● **Task statement**:
Out of all the lines below, count those with the word "const". Give the number only.

● **Given data**:
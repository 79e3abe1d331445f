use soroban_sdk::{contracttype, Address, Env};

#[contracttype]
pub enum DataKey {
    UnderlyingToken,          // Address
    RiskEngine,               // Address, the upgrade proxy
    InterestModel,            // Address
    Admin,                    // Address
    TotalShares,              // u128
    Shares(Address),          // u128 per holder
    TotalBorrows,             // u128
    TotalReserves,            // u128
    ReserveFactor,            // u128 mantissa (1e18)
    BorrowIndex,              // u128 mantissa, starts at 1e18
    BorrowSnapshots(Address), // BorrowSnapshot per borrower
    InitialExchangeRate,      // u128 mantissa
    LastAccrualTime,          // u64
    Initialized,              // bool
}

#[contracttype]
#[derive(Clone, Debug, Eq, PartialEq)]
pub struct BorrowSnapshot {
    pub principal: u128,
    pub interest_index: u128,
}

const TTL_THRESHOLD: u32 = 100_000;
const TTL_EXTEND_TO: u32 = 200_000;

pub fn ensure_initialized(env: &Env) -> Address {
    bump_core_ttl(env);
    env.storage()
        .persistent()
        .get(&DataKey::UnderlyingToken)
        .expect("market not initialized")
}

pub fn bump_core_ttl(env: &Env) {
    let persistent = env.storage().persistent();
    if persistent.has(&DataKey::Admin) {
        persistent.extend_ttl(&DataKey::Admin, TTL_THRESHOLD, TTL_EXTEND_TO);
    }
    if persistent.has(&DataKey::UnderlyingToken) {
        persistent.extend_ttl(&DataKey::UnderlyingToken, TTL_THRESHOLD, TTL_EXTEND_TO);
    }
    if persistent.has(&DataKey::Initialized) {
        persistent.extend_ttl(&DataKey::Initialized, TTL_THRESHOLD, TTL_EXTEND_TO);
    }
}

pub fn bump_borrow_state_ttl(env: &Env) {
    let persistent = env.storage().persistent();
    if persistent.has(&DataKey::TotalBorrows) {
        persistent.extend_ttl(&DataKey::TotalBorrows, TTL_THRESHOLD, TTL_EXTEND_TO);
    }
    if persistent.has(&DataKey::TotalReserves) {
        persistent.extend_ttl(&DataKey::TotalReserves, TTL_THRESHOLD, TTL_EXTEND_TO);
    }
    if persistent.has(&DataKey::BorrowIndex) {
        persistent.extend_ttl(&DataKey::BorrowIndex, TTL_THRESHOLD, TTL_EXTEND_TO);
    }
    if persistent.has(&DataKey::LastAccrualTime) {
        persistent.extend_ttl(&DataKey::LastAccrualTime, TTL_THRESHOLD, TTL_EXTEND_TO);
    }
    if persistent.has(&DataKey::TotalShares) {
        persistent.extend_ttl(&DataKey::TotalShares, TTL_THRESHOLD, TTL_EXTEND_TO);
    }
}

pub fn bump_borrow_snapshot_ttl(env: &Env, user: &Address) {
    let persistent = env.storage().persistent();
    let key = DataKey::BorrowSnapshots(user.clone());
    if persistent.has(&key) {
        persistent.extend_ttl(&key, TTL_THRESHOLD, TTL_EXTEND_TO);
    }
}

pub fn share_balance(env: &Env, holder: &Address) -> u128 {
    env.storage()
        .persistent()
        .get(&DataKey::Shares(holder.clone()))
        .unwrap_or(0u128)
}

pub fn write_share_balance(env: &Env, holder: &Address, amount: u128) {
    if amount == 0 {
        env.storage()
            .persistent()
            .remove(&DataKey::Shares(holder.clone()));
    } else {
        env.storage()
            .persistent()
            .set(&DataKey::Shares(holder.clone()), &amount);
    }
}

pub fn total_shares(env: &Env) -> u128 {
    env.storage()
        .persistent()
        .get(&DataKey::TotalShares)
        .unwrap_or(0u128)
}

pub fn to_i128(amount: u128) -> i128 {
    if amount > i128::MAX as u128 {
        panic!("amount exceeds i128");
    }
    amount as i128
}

● **Answer box**:
2